[Stored data entries]
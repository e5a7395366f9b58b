//! Continuation-token pagination.

use crate::error::Error;
use crate::store::Page;
use std::future::Future;

/// Items gathered before a page request failed.
#[derive(Debug)]
pub struct PartialFetch<T> {
    pub items: Vec<T>,
    pub error: Error,
}

/// Request pages until the store stops returning a continuation token.
///
/// `fetch_page` receives `None` for the first page and the previous page's
/// token afterwards. Items are returned in the order the store produced them.
/// The first error stops pagination; whatever was collected is returned with
/// it. Tokens never outlive this call.
pub async fn paginate<T, F, Fut>(mut fetch_page: F) -> Result<Vec<T>, PartialFetch<T>>
where
    F: FnMut(Option<String>) -> Fut,
    Fut: Future<Output = Result<Page<T>, Error>>,
{
    let mut items = Vec::new();
    let mut token = None;
    let mut pages = 0usize;

    loop {
        let page = match fetch_page(token.take()).await {
            Ok(page) => page,
            Err(error) => return Err(PartialFetch { items, error }),
        };
        pages += 1;
        items.extend(page.items);

        match page.next_token {
            Some(next) => token = Some(next),
            None => break,
        }
    }

    tracing::trace!(pages, items = items.len(), "Pagination complete");
    Ok(items)
}

#[cfg(test)]
mod tests {
    use super::*;
    use crate::error::StoreError;
    use std::cell::RefCell;

    #[tokio::test]
    async fn concatenates_pages_in_order() {
        let pages = vec![vec![1, 2], vec![3], vec![4, 5, 6]];
        let seen = RefCell::new(Vec::new());

        let items = paginate(|token: Option<String>| {
            seen.borrow_mut().push(token.clone());
            let index: usize = token.map(|t| t.parse().unwrap()).unwrap_or(0);
            let next = (index + 1 < pages.len()).then(|| (index + 1).to_string());
            let page = Page::new(pages[index].clone(), next);
            async move { Ok(page) }
        })
        .await
        .unwrap();

        assert_eq!(items, vec![1, 2, 3, 4, 5, 6]);
        assert_eq!(*seen.borrow(), vec![None, Some("1".to_string()), Some("2".to_string())]);
    }

    #[tokio::test]
    async fn single_page_issues_one_request() {
        let mut requests = 0;
        let items = paginate(|_token| {
            requests += 1;
            async { Ok(Page::last(vec!["only"])) }
        })
        .await
        .unwrap();

        assert_eq!(items, vec!["only"]);
        assert_eq!(requests, 1);
    }

    #[tokio::test]
    async fn empty_token_ends_pagination() {
        let items = paginate(|_token| async { Ok(Page::new(vec![7], Some(String::new()))) })
            .await
            .unwrap();
        assert_eq!(items, vec![7]);
    }

    #[tokio::test]
    async fn error_returns_partial_items() {
        let partial = paginate(|token: Option<String>| async move {
            match token {
                None => Ok(Page::new(vec![1, 2], Some("next".into()))),
                Some(_) => Err(Error::Store(StoreError::Other("denied".into()))),
            }
        })
        .await
        .unwrap_err();

        assert_eq!(partial.items, vec![1, 2]);
        assert!(matches!(partial.error, Error::Store(StoreError::Other(_))));
    }
}
//! In-memory parameter store.
//!
//! Behaves like SSM for the operations the fetch layer uses: bounded pages with
//! opaque continuation tokens, recursive path listing, AND-ed tag filters, and a
//! batch lookup that reports unknown names. Failures can be scripted and every
//! call is recorded, which makes it the test double for the fetch pipeline.

use super::{Page, ParameterStore, Resolved, GET_PARAMETERS_BATCH_LIMIT};
use crate::domain::{Parameter, PathSpec, TagFilter, PATH_SEPARATOR, TAG_KEY_PREFIX};
use crate::error::StoreError;
use async_trait::async_trait;
use std::collections::VecDeque;
use std::sync::{Mutex, PoisonError};

const DEFAULT_PAGE_SIZE: usize = 10;

/// A request received by [`MemoryStore`].
#[derive(Debug, Clone, PartialEq, Eq)]
pub enum StoreCall {
    ListByPath { path: String, next_token: Option<String> },
    DescribeByTags { filters: Vec<String>, next_token: Option<String> },
    GetByNames { names: Vec<String> },
}

struct Entry {
    parameter: Parameter,
    tags: Vec<String>,
}

pub struct MemoryStore {
    entries: Vec<Entry>,
    page_size: usize,
    scripted_failures: Mutex<VecDeque<StoreError>>,
    persistent_failure: Mutex<Option<StoreError>>,
    delayed_failure: Mutex<Option<(usize, StoreError)>>,
    calls: Mutex<Vec<StoreCall>>,
}

impl Default for MemoryStore {
    fn default() -> Self {
        Self::new()
    }
}

impl MemoryStore {
    pub fn new() -> Self {
        Self {
            entries: Vec::new(),
            page_size: DEFAULT_PAGE_SIZE,
            scripted_failures: Mutex::new(VecDeque::new()),
            persistent_failure: Mutex::new(None),
            delayed_failure: Mutex::new(None),
            calls: Mutex::new(Vec::new()),
        }
    }

    /// Maximum items returned per page by the listing operations.
    pub fn page_size(mut self, size: usize) -> Self {
        self.page_size = size.max(1);
        self
    }

    /// Add a parameter carrying the given tag keys (without the `tag:` prefix).
    pub fn parameter(mut self, parameter: Parameter, tags: &[&str]) -> Self {
        self.entries
            .push(Entry { parameter, tags: tags.iter().map(|t| t.to_string()).collect() });
        self
    }

    /// Fail the next call with `error`. Queued failures are consumed in order.
    pub fn fail_next(&self, error: StoreError) {
        lock(&self.scripted_failures).push_back(error);
    }

    /// Fail every call with `error` until [`MemoryStore::recover`] is called.
    pub fn fail_always(&self, error: StoreError) {
        *lock(&self.persistent_failure) = Some(error);
    }

    /// Let `successes` calls through, then fail every later call with `error`.
    pub fn fail_after(&self, successes: usize, error: StoreError) {
        let already = lock(&self.calls).len();
        *lock(&self.delayed_failure) = Some((already + successes, error));
    }

    pub fn recover(&self) {
        *lock(&self.persistent_failure) = None;
        *lock(&self.delayed_failure) = None;
        lock(&self.scripted_failures).clear();
    }

    /// Every call received so far, in order.
    pub fn calls(&self) -> Vec<StoreCall> {
        lock(&self.calls).clone()
    }

    pub fn call_count(&self) -> usize {
        lock(&self.calls).len()
    }

    fn record(&self, call: StoreCall) -> Result<(), StoreError> {
        let seen = {
            let mut calls = lock(&self.calls);
            calls.push(call);
            calls.len()
        };
        if let Some(err) = lock(&self.scripted_failures).pop_front() {
            return Err(err);
        }
        if let Some((threshold, err)) = lock(&self.delayed_failure).as_ref() {
            if seen > *threshold {
                return Err(err.clone());
            }
        }
        match lock(&self.persistent_failure).as_ref() {
            Some(err) => Err(err.clone()),
            None => Ok(()),
        }
    }

    fn page<T: Clone>(
        &self,
        matches: Vec<T>,
        next_token: Option<&str>,
    ) -> Result<Page<T>, StoreError> {
        let offset = match next_token {
            None => 0,
            Some(token) => token
                .parse::<usize>()
                .ok()
                .filter(|offset| *offset <= matches.len())
                .ok_or_else(|| StoreError::Other(format!("invalid next token: {token}")))?,
        };
        let end = (offset + self.page_size).min(matches.len());
        let next = (end < matches.len()).then(|| end.to_string());
        Ok(Page::new(matches[offset..end].to_vec(), next))
    }
}

#[async_trait]
impl ParameterStore for MemoryStore {
    async fn list_by_path(
        &self,
        path: &PathSpec,
        next_token: Option<String>,
    ) -> Result<Page<Parameter>, StoreError> {
        self.record(StoreCall::ListByPath {
            path: path.as_str().to_string(),
            next_token: next_token.clone(),
        })?;

        let mut prefix = path.as_str().to_string();
        if !prefix.ends_with(PATH_SEPARATOR) {
            prefix.push(PATH_SEPARATOR);
        }
        let matches: Vec<Parameter> = self
            .entries
            .iter()
            .filter(|e| e.parameter.name.starts_with(&prefix))
            .map(|e| e.parameter.clone())
            .collect();

        self.page(matches, next_token.as_deref())
    }

    async fn describe_by_tags(
        &self,
        filters: &[TagFilter],
        next_token: Option<String>,
    ) -> Result<Page<String>, StoreError> {
        self.record(StoreCall::DescribeByTags {
            filters: filters.iter().map(|f| f.key().to_string()).collect(),
            next_token: next_token.clone(),
        })?;

        let matches: Vec<String> = self
            .entries
            .iter()
            .filter(|e| {
                filters.iter().all(|f| {
                    let key = f.key().strip_prefix(TAG_KEY_PREFIX).unwrap_or(f.key());
                    e.tags.iter().any(|t| t == key)
                })
            })
            .map(|e| e.parameter.name.clone())
            .collect();

        self.page(matches, next_token.as_deref())
    }

    async fn get_by_names(&self, names: &[String]) -> Result<Resolved, StoreError> {
        self.record(StoreCall::GetByNames { names: names.to_vec() })?;

        if names.len() > GET_PARAMETERS_BATCH_LIMIT {
            return Err(StoreError::Other(format!(
                "at most {GET_PARAMETERS_BATCH_LIMIT} names per request, got {}",
                names.len()
            )));
        }

        let mut resolved = Resolved::default();
        for name in names {
            match self.entries.iter().find(|e| &e.parameter.name == name) {
                Some(entry) => resolved.parameters.push(entry.parameter.clone()),
                None => resolved.invalid.push(name.clone()),
            }
        }
        Ok(resolved)
    }
}

fn lock<T>(mutex: &Mutex<T>) -> std::sync::MutexGuard<'_, T> {
    mutex.lock().unwrap_or_else(PoisonError::into_inner)
}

What is expected: Each line in the data where the string "Debug" occurs should be identified and copied.

Answer for the task:
#[derive(Debug)]
#[derive(Debug, Clone, PartialEq, Eq)]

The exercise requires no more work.